··· Input data

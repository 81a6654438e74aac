//! Server builder and run_server function
//!
//! Loads configuration in layers (defaults, YAML file, environment, command line) and
//! starts the HTTP server.

use crate::config::Config;
use crate::server::server::HttpServer;
use crate::storage::database::DatabaseBackendType;
use crate::utils::error::{ApiError, Result, expose_internal_details};
use std::path::{Path, PathBuf};
use tracing::{info, warn};

/// Configuration file read when no path is given and the file exists
pub const DEFAULT_CONFIG_PATH: &str = "config/sus.yaml";

/// Command line overrides, applied after the environment
#[derive(Debug, Clone, Default)]
pub struct ServerOptions {
    pub config_path: Option<PathBuf>,
    pub host: Option<String>,
    pub port: Option<u16>,
}

/// Server builder for easier configuration
#[derive(Debug, Default)]
pub struct ServerBuilder {
    config: Option<Config>,
}

impl ServerBuilder {
    pub fn new() -> Self {
        Self::default()
    }

    /// Set configuration
    pub fn with_config(mut self, config: Config) -> Self {
        self.config = Some(config);
        self
    }

    /// Build the HTTP server
    pub async fn build(self) -> Result<HttpServer> {
        let config = self
            .config
            .ok_or_else(|| ApiError::Config("Configuration is required".to_string()))?;

        HttpServer::new(&config).await
    }
}

/// Resolve every configuration layer into a validated `Config`
pub async fn load_config(options: &ServerOptions) -> Result<Config> {
    if let Err(e) = dotenvy::dotenv() {
        if !e.not_found() {
            warn!("Ignoring unreadable .env file: {}", e);
        }
    }

    let default_path = Path::new(DEFAULT_CONFIG_PATH);
    let path = match options.config_path.as_deref() {
        Some(path) => Some(path),
        None if default_path.exists() => Some(default_path),
        None => None,
    };

    let mut config = Config::load(path).await?;
    if let Some(host) = &options.host {
        config.app.server.host = host.clone();
    }
    if let Some(port) = options.port {
        config.app.server.port = port;
    }
    config.validate()?;

    Ok(config)
}

/// Run the server with layered configuration loading
pub async fn run_server(options: ServerOptions) -> Result<()> {
    info!("Starting SUS Digital API");

    let config = load_config(&options).await?;
    expose_internal_details(config.server().is_development());
    info!(
        "Environment: {:?}, database backend: {:?}",
        config.server().environment,
        DatabaseBackendType::from_url(&config.storage().database.url)
    );

    let server = ServerBuilder::new().with_config(config).build().await?;
    info!("Server starting at: http://{}", server.config().address());

    server.start().await
}
//! Core authentication system implementation

use super::jwt::{JwtHandler, extract_bearer_token};
use super::password::PasswordHasher;
use super::types::AuthenticatedContext;
use crate::config::AuthConfig;
use crate::core::models::AccountWithProfile;
use crate::storage::StorageLayer;
use crate::utils::error::{ApiError, AuthFailure, Result};
use std::sync::Arc;
use tracing::{debug, info, warn};
use uuid::Uuid;

/// Main authentication system
#[derive(Debug, Clone)]
pub struct AuthSystem {
    /// Storage layer for account data
    pub(super) storage: Arc<StorageLayer>,
    /// JWT handler
    pub(super) jwt: Arc<JwtHandler>,
    /// Password hasher
    pub(super) hasher: PasswordHasher,
}

impl AuthSystem {
    /// Create a new authentication system. Fails when the signing secret is missing.
    pub fn new(config: &AuthConfig, storage: Arc<StorageLayer>) -> Result<Self> {
        info!("Initializing authentication system");

        let jwt = Arc::new(JwtHandler::new(config)?);

        info!("Authentication system initialized successfully");
        Ok(Self {
            storage,
            jwt,
            hasher: PasswordHasher::new(),
        })
    }

    /// Replace the password hasher
    pub fn with_hasher(mut self, hasher: PasswordHasher) -> Self {
        self.hasher = hasher;
        self
    }

    pub fn jwt(&self) -> &JwtHandler {
        &self.jwt
    }

    pub fn hasher(&self) -> &PasswordHasher {
        &self.hasher
    }

    pub fn storage(&self) -> &StorageLayer {
        &self.storage
    }

    /// Load an account and its profile by id
    pub async fn load_identity(&self, account_id: Uuid) -> Result<Option<AccountWithProfile>> {
        self.storage.db().find_account_by_id(account_id).await
    }

    /// Authenticate from the raw `Authorization` header value.
    ///
    /// Extract, verify, load, attach. Every rejection is a 401 except store failures,
    /// which propagate as system errors.
    pub async fn authenticate(&self, authorization: Option<&str>) -> Result<AuthenticatedContext> {
        let token = authorization
            .and_then(extract_bearer_token)
            .ok_or(ApiError::unauthenticated(AuthFailure::MissingToken))?;

        let claims = self.jwt.verify(token).map_err(|e| {
            debug!("Rejecting token: {}", e);
            ApiError::unauthenticated(e.into())
        })?;

        match self.load_identity(claims.sub).await? {
            Some(identity) if identity.account.active => {
                debug!("Authenticated account: {}", identity.account.id);
                Ok(AuthenticatedContext::new(identity))
            }
            Some(_) => {
                warn!("Token presented for inactive account: {}", claims.sub);
                Err(ApiError::unauthenticated(AuthFailure::InvalidOrInactiveUser))
            }
            None => {
                warn!("Token presented for unknown account: {}", claims.sub);
                Err(ApiError::unauthenticated(AuthFailure::InvalidOrInactiveUser))
            }
        }
    }
}
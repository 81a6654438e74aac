//! Session and credential flows: register, login, me, change-password

mod credentials;
mod login;
mod register;
pub mod types;


pub use types::{ChangePasswordRequest, LoginRequest, RegisterRequest, SessionGrant};
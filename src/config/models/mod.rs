//! Configuration data models

pub mod app;
pub mod auth;
pub mod server;
pub mod storage;

pub use app::*;
pub use auth::*;
pub use server::*;
pub use storage::*;

/// Default values for configuration
pub fn default_host() -> String {
    "0.0.0.0".to_string()
}

/// Default server port
pub fn default_port() -> u16 {
    3000
}

/// Default maximum body size in bytes
pub fn default_max_body_size() -> usize {
    1024 * 1024 // 1MB
}

/// Default database pool size
pub fn default_max_connections() -> u32 {
    10
}

/// Default connection timeout in seconds
pub fn default_connection_timeout() -> u64 {
    5
}
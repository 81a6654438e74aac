//! Authentication and authorization system
//!
//! Credential hashing, token issuance and verification, identity loading, guards and
//! the session flows built on them.

pub mod guard;
pub mod jwt;
pub mod password;
pub mod session;
pub mod system;
pub mod types;

pub use guard::{require_owner_or_admin, require_role};
pub use jwt::{Claims, JwtHandler, TokenError, UnverifiedClaims, decode_unverified};
pub use password::{BCRYPT_COST, PasswordHasher};
pub use session::{ChangePasswordRequest, LoginRequest, RegisterRequest, SessionGrant};
pub use system::AuthSystem;
pub use types::AuthenticatedContext;
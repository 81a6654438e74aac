use sea_orm::{DatabaseConnection, DatabaseTransaction};

/// SeaORM-based database implementation
#[derive(Debug)]
pub struct SeaOrmDatabase {
    pub(super) db: DatabaseConnection,
    /// Backend type indicator
    pub(super) backend_type: DatabaseBackendType,
}

/// Database backend type indicator
#[derive(Debug, Clone, Copy, PartialEq, Eq)]
pub enum DatabaseBackendType {
    PostgreSQL,
    SQLite,
}

impl DatabaseBackendType {
    pub fn from_url(url: &str) -> Self {
        if url.starts_with("sqlite") {
            DatabaseBackendType::SQLite
        } else {
            DatabaseBackendType::PostgreSQL
        }
    }
}

/// Filters for the paginated account listing
#[derive(Debug, Clone, Default)]
pub struct AccountFilter {
    pub role: Option<crate::core::models::Role>,
    pub active: Option<bool>,
}

/// Row offset of a 1-based page, `None` when it does not fit a SQL `OFFSET`
pub fn page_offset(page: u64, per_page: u64) -> Option<u64> {
    page.checked_sub(1)?
        .checked_mul(per_page)
        .filter(|offset| *offset <= i64::MAX as u64)
}

/// One page of results plus the unpaginated total
#[derive(Debug, Clone)]
pub struct Page<T> {
    pub items: Vec<T>,
    pub total: u64,
}

/// Open registration transaction. Dropping it without `commit` rolls back.
pub struct RegistrationTx {
    pub(super) txn: DatabaseTransaction,
}
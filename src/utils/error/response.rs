//! HTTP response handling for errors

use super::types::{ApiError, FieldHint};
use crate::core::models::Role;
use actix_web::http::StatusCode;
use actix_web::{HttpResponse, ResponseError};
use once_cell::sync::OnceCell;
use serde::Serialize;

static EXPOSE_DETAILS: OnceCell<bool> = OnceCell::new();

/// Include internal error details in 5xx bodies. Set once at startup, development mode only.
pub fn expose_internal_details(enabled: bool) {
    let _ = EXPOSE_DETAILS.set(enabled);
}

fn details_exposed() -> bool {
    EXPOSE_DETAILS.get().copied().unwrap_or(false)
}

/// Standard error response format
#[derive(Debug, Serialize)]
#[serde(rename_all = "camelCase")]
pub struct ErrorResponse {
    pub erro: String,
    pub code: &'static str,
    #[serde(skip_serializing_if = "Option::is_none")]
    pub message: Option<String>,
    #[serde(skip_serializing_if = "Option::is_none")]
    pub required: Option<Vec<&'static str>>,
    #[serde(skip_serializing_if = "Option::is_none")]
    pub allowed: Option<Vec<&'static str>>,
    #[serde(skip_serializing_if = "Option::is_none")]
    pub field: Option<String>,
    #[serde(skip_serializing_if = "Option::is_none")]
    pub user_type: Option<Role>,
    #[serde(skip_serializing_if = "Option::is_none")]
    pub details: Option<String>,
    pub timestamp: String,
}

impl ErrorResponse {
    fn new<S: Into<String>>(erro: S, code: &'static str) -> Self {
        Self {
            erro: erro.into(),
            code,
            message: None,
            required: None,
            allowed: None,
            field: None,
            user_type: None,
            details: None,
            timestamp: chrono::Utc::now().to_rfc3339(),
        }
    }

    fn with_message<S: Into<String>>(mut self, message: S) -> Self {
        self.message = Some(message.into());
        self
    }
}

impl ApiError {
    /// Build the JSON body for this error
    pub fn to_body(&self) -> ErrorResponse {
        match self {
            ApiError::Validation { message, hint } => {
                let mut body = ErrorResponse::new(message.clone(), "VALIDATION_ERROR");
                match hint {
                    Some(FieldHint::Required(fields)) => body.required = Some(fields.clone()),
                    Some(FieldHint::Allowed(values)) => body.allowed = Some(values.clone()),
                    None => {}
                }
                body
            }
            ApiError::DuplicateEmail => ErrorResponse::new(self.to_string(), "DUPLICATE_EMAIL"),
            ApiError::DuplicateEntry { field } => {
                let mut body = ErrorResponse::new("Dados duplicados", "DUPLICATE_ENTRY")
                    .with_message(self.to_string());
                body.field = Some(field.clone());
                body
            }
            ApiError::ForeignKey => {
                ErrorResponse::new(self.to_string(), "FOREIGN_KEY_CONSTRAINT")
            }
            ApiError::WrongCurrentPassword => {
                ErrorResponse::new(self.to_string(), "WRONG_CURRENT_PASSWORD")
            }
            ApiError::Unauthenticated(failure) => {
                let body = ErrorResponse::new(failure.message(), failure.code());
                match failure.hint() {
                    Some(hint) => body.with_message(hint),
                    None => body,
                }
            }
            ApiError::Forbidden { message, user_type } => {
                let mut body =
                    ErrorResponse::new("Acesso negado", "FORBIDDEN").with_message(message.clone());
                body.user_type = *user_type;
                body
            }
            ApiError::NotFound(message) => ErrorResponse::new(message.clone(), "NOT_FOUND"),
            _ => {
                let mut body = ErrorResponse::new("Erro interno do servidor", "INTERNAL_ERROR");
                if details_exposed() {
                    body.details = Some(self.to_string());
                }
                body
            }
        }
    }
}

impl ResponseError for ApiError {
    fn status_code(&self) -> StatusCode {
        match self {
            ApiError::Validation { .. }
            | ApiError::DuplicateEmail
            | ApiError::DuplicateEntry { .. }
            | ApiError::ForeignKey
            | ApiError::WrongCurrentPassword => StatusCode::BAD_REQUEST,
            ApiError::Unauthenticated(_) => StatusCode::UNAUTHORIZED,
            ApiError::Forbidden { .. } => StatusCode::FORBIDDEN,
            ApiError::NotFound(_) => StatusCode::NOT_FOUND,
            _ => StatusCode::INTERNAL_SERVER_ERROR,
        }
    }

    fn error_response(&self) -> HttpResponse {
        HttpResponse::build(self.status_code()).json(self.to_body())
    }
}
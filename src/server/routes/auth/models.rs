//! Response models for authentication endpoints

use crate::auth::SessionGrant;
use crate::core::models::{AccountWithProfile, Profile, Role};
use chrono::{DateTime, Utc};
use serde::Serialize;
use uuid::Uuid;

/// Account summary returned by register and login
#[derive(Debug, Clone, Serialize)]
pub struct UserSummary {
    pub id: Uuid,
    pub email: String,
    #[serde(rename = "tipo")]
    pub role: Role,
    #[serde(rename = "perfil")]
    pub profile: Option<Profile>,
}

impl From<&AccountWithProfile> for UserSummary {
    fn from(identity: &AccountWithProfile) -> Self {
        Self {
            id: identity.account.id,
            email: identity.account.email.clone(),
            role: identity.account.role,
            profile: identity.profile.clone(),
        }
    }
}

/// Account detail returned by the current-user endpoint
#[derive(Debug, Clone, Serialize)]
#[serde(rename_all = "camelCase")]
pub struct UserDetail {
    pub id: Uuid,
    pub email: String,
    #[serde(rename = "tipo")]
    pub role: Role,
    #[serde(rename = "ativo")]
    pub active: bool,
    pub created_at: DateTime<Utc>,
    #[serde(rename = "perfil")]
    pub profile: Option<Profile>,
}

impl From<&AccountWithProfile> for UserDetail {
    fn from(identity: &AccountWithProfile) -> Self {
        Self {
            id: identity.account.id,
            email: identity.account.email.clone(),
            role: identity.account.role,
            active: identity.account.active,
            created_at: identity.account.created_at,
            profile: identity.profile.clone(),
        }
    }
}

/// Registration response
#[derive(Debug, Serialize)]
#[serde(rename_all = "camelCase")]
pub struct RegisterResponse {
    pub message: &'static str,
    pub user: UserSummary,
    pub token: String,
    /// Always empty: refresh tokens are not issued
    pub refresh_token: String,
    #[serde(rename = "perfil")]
    pub profile: Option<Profile>,
}

impl From<SessionGrant> for RegisterResponse {
    fn from(grant: SessionGrant) -> Self {
        Self {
            message: "Usuário criado com sucesso",
            user: UserSummary::from(&grant.identity),
            token: grant.token,
            refresh_token: String::new(),
            profile: grant.identity.profile,
        }
    }
}

/// Login response
#[derive(Debug, Serialize)]
#[serde(rename_all = "camelCase")]
pub struct LoginResponse {
    pub message: &'static str,
    pub user: UserSummary,
    pub token: String,
    pub refresh_token: String,
    pub expires_in: String,
}

impl From<SessionGrant> for LoginResponse {
    fn from(grant: SessionGrant) -> Self {
        Self {
            message: "Login realizado com sucesso",
            user: UserSummary::from(&grant.identity),
            token: grant.token,
            refresh_token: String::new(),
            expires_in: grant.expires_in,
        }
    }
}

/// Current-user response
#[derive(Debug, Serialize)]
pub struct MeResponse {
    #[serde(rename = "usuario")]
    pub user: UserDetail,
}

······

◆ **What you will do**:
Lines from the entries that contain the word "DuplicateEntry" are what the answer must hold.

◆ **Written solution**:
            ApiError::DuplicateEntry { field } => {
            | ApiError::DuplicateEntry { .. }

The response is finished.